Alerte en Amazonie : l’exploitation minière menace plus de 110 hectares de zones protégées

La minière progresse rapidement sur les écosystèmes uniques de l’Amazonie équatorienne, menaçant les zones protégées qui sont fondamentales pour la biodiversité. Un rapport récent de la Fondation EcoCiencia souligne l’expansion de l’extraction de l’or dans la province de Zamora Chinchipe, un lieu crucial pour la conservation des espèces et des ressources naturelles.

Impact de l’exploitation minière en Amazonie : zones protégées en danger

L’exploitation minière illégale continue d’affecter des zones de grande valeur écologique, même à l’intérieur des zones protégées. Basé sur l’analyse d’images satellites et de drones, le rapport révèle la pression croissante sur ces enclaves naturelles qui sont essentielles pour l’écosystème du sud de l’Équateur.

Les résultats indiquent qu’environ 111 hectares ont été perturbés par des activités minières de 2011 à 2025. Des sites comme le Parc National Podocarpus et la Réserve Biologique Cerro Plateado sont parmi les plus touchés.

Cette avancée minière représente une menace significative pour la biodiversité, affectant des espèces emblématiques comme le jaguar, le tapir et l’ours à lunettes, qui dépendent de ces habitats pour leur survie.

Entre août 2023 et décembre 2025, 44 hectares ont été identifiés comme impactés dans le Parc National Podocarpus, ce qui a conduit à des actions contre les camps illégaux dans la zone.

En plus de la déforestation, le rapport souligne l’impact sur le fleuve Loyola, crucial pour les forêts de nuages et les páramos andins. L’exploitation minière illégale génère également de la déforestation, de l’érosion du sol et la formation de bassins de sédiments, compromettant la qualité de l’écosystème.

Le rapport souligne que 92 % des zones affectées se trouvent en dehors des concessions minières légales, ce qui suggère la présence d’opérations minières irrégulières.

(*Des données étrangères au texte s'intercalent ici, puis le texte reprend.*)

pub(crate) fn get_file_summary(executor: &ToolExecutor, arguments: &Value) -> ToolResult {
    let args: FileSummaryArgs = parse_args(arguments)?;
    let (_abs, rel) = executor.resolve(&args.path)?;
    let rel_str = rel.to_string_lossy().to_string();

    executor.with_index(|index| {
        let entries = index.entries_for_file(&rel_str);
        let pick = |kinds: &[&str]| -> Vec<Value> {
            entries
                .iter()
                .filter(|e| kinds.contains(&e.kind.as_str()))
                .map(|e| entry_json(e))
                .collect()
        };
        let known: Vec<&str> = CLASS_KINDS
            .iter()
            .chain(FUNCTION_KINDS)
            .chain(IMPORT_KINDS)
            .chain(CONSTANT_KINDS)
            .copied()
            .collect();
        let other: Vec<Value> = entries
            .iter()
            .filter(|e| !known.contains(&e.kind.as_str()))
            .map(|e| entry_json(e))
            .collect();

        Ok(json!({
            "file": rel_str,
            "classes": pick(CLASS_KINDS),
            "functions": pick(FUNCTION_KINDS),
            "imports": pick(IMPORT_KINDS),
            "constants": pick(CONSTANT_KINDS),
            "other": other,
            "total_symbols": entries.len(),
        }))
    })
}

#[derive(Deserialize)]
struct SymbolArgs {
    symbol: String,
    #[serde(default)]
    kind: Option<String>,
}

pub(crate) fn symbol_exists(executor: &ToolExecutor, arguments: &Value) -> ToolResult {
    let args: SymbolArgs = parse_args(arguments)?;
    executor.with_index(|index| {
        let locations: Vec<Value> = index
            .lookup(&args.symbol)
            .into_iter()
            .filter(|e| kind_matches(e, args.kind.as_deref()))
            .take(10)
            .map(entry_json)
            .collect();
        Ok(json!({
            "symbol": args.symbol,
            "exists": !locations.is_empty(),
            "locations": locations,
        }))
    })
}

pub(crate) fn find_definition(executor: &ToolExecutor, arguments: &Value) -> ToolResult {
    let args: SymbolArgs = parse_args(arguments)?;
    executor.with_index(|index| {
        let definitions: Vec<Value> = index
            .lookup(&args.symbol)
            .into_iter()
            .filter(|e| kind_matches(e, args.kind.as_deref()))
            .map(entry_json)
            .collect();
        let total = definitions.len();
        let page: Vec<Value> = definitions.into_iter().take(SEARCH_PAGE).collect();
        let page_len = page.len();

        let mut body = serde_json::Map::new();
        body.insert("symbol".into(), json!(args.symbol));
        body.insert("definitions".into(), Value::Array(page));
        Ok(super::paginated(body, 0, page_len, total, "total_definitions"))
    })
}

#[derive(Deserialize)]
struct FindSymbolsArgs {
    pattern: String,
    #[serde(default)]
    kind: Option<String>,
    #[serde(default = "default_true")]
    case_sensitive: bool,
}

fn default_true() -> bool {
    true
}

pub(crate) fn find_symbols(executor: &ToolExecutor, arguments: &Value) -> ToolResult {
    let args: FindSymbolsArgs = parse_args(arguments)?;
    let pattern_text = if args.case_sensitive {
        args.pattern.clone()
    } else {
        args.pattern.to_lowercase()
    };
    let pattern = glob::Pattern::new(&pattern_text).map_err(|e| ToolError::InvalidArguments {
        message: format!("bad wildcard pattern {:?}: {e}", args.pattern),
    })?;

    executor.with_index(|index| {
        let matched: Vec<Value> = index
            .entries()
            .iter()
            .filter(|entry| {
                let name = if args.case_sensitive {
                    entry.name.clone()
                } else {
                    entry.name.to_lowercase()
                };
                pattern.matches(&name) && kind_matches(entry, args.kind.as_deref())
            })
            .map(entry_json)
            .collect();
        let total = matched.len();
        let page: Vec<Value> = matched.into_iter().take(SEARCH_PAGE).collect();
        let page_len = page.len();

        let mut body = serde_json::Map::new();
        body.insert("pattern".into(), json!(args.pattern));
        body.insert("symbols".into(), Value::Array(page));
        Ok(super::paginated(body, 0, page_len, total, "total_symbols"))
    })
}

#[derive(Deserialize)]
struct EnclosingScopeArgs {
    path: String,
    line: u32,
}

pub(crate) fn get_enclosing_scope(executor: &ToolExecutor, arguments: &Value) -> ToolResult {
    let args: EnclosingScopeArgs = parse_args(arguments)?;
    let (abs, rel) = executor.resolve(&args.path)?;
    let rel_str = rel.to_string_lossy().to_string();

    let symbol = executor.with_index(|index| {
        let entries = index.entries_for_file(&rel_str);
        // Innermost containing symbol: the latest definition at or before
        // the target line. Imports never count as a scope.
        let containing = entries
            .iter()
            .filter(|e| e.line <= args.line && !IMPORT_KINDS.contains(&e.kind.as_str()))
            .next_back()
            .map(|e| (*e).clone());
        let end = entries
            .iter()
            .map(|e| e.line)
            .find(|&l| l > args.line);
        Ok((containing, end))
    })?;

    let (Some(entry), next_symbol_line) = symbol else {
        return Ok(json!({
            "file": rel_str,
            "line": args.line,
            "symbol": Value::Null,
            "message": "no enclosing symbol found at this line",
        }));
    };

    if super::is_binary(&abs) {
        return Err(ToolError::BinaryFile {
            path: args.path.clone(),
        });
    }
    let content = std::fs::read_to_string(&abs).map_err(|e| ToolError::Failed {
        message: format!("cannot read {:?}: {e}", args.path),
    })?;
    let lines: Vec<&str> = content.lines().collect();
    let start = entry.line as usize;
    let end = next_symbol_line
        .map(|l| (l as usize).saturating_sub(1))
        .unwrap_or(lines.len())
        .min(lines.len());

    let mut source = String::new();
    let mut emitted_end = start.saturating_sub(1);
    for (idx, line) in lines.iter().enumerate().take(end).skip(start.saturating_sub(1)) {
        let numbered = format!("{:>5} | {line}\n", idx + 1);
        if estimate_tokens(&source) + estimate_tokens(&numbered) > super::READ_CHUNK_TOKENS
            && !source.is_empty()
        {
            break;
        }
        source.push_str(&numbered);
        emitted_end = idx + 1;
    }

    Ok(json!({
        "file": rel_str,
        "line": args.line,
        "symbol": entry_json(&entry),
        "start_line": start,
        "end_line": emitted_end,
        "source": source,
    }))
}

La situation à Zamora Chinchipe est critique, avec une augmentation des zones impactées de 5 hectares en 1995 à plus de 6 800 hectares en 2024, mettant en évidence l’expansion incontrôlée de cette activité.

Pour relever ces défis, le rapport recommande de renforcer la surveillance environnementale grâce à des technologies avancées, telles que des images satellites et des drones, pour détecter et contrôler les activités minières illicites.

Protéger ces joyaux naturels est vital non seulement pour l’Équateur, mais aussi pour la région amazonienne dans son ensemble, en raison de son importance pour l’équilibre écologique global.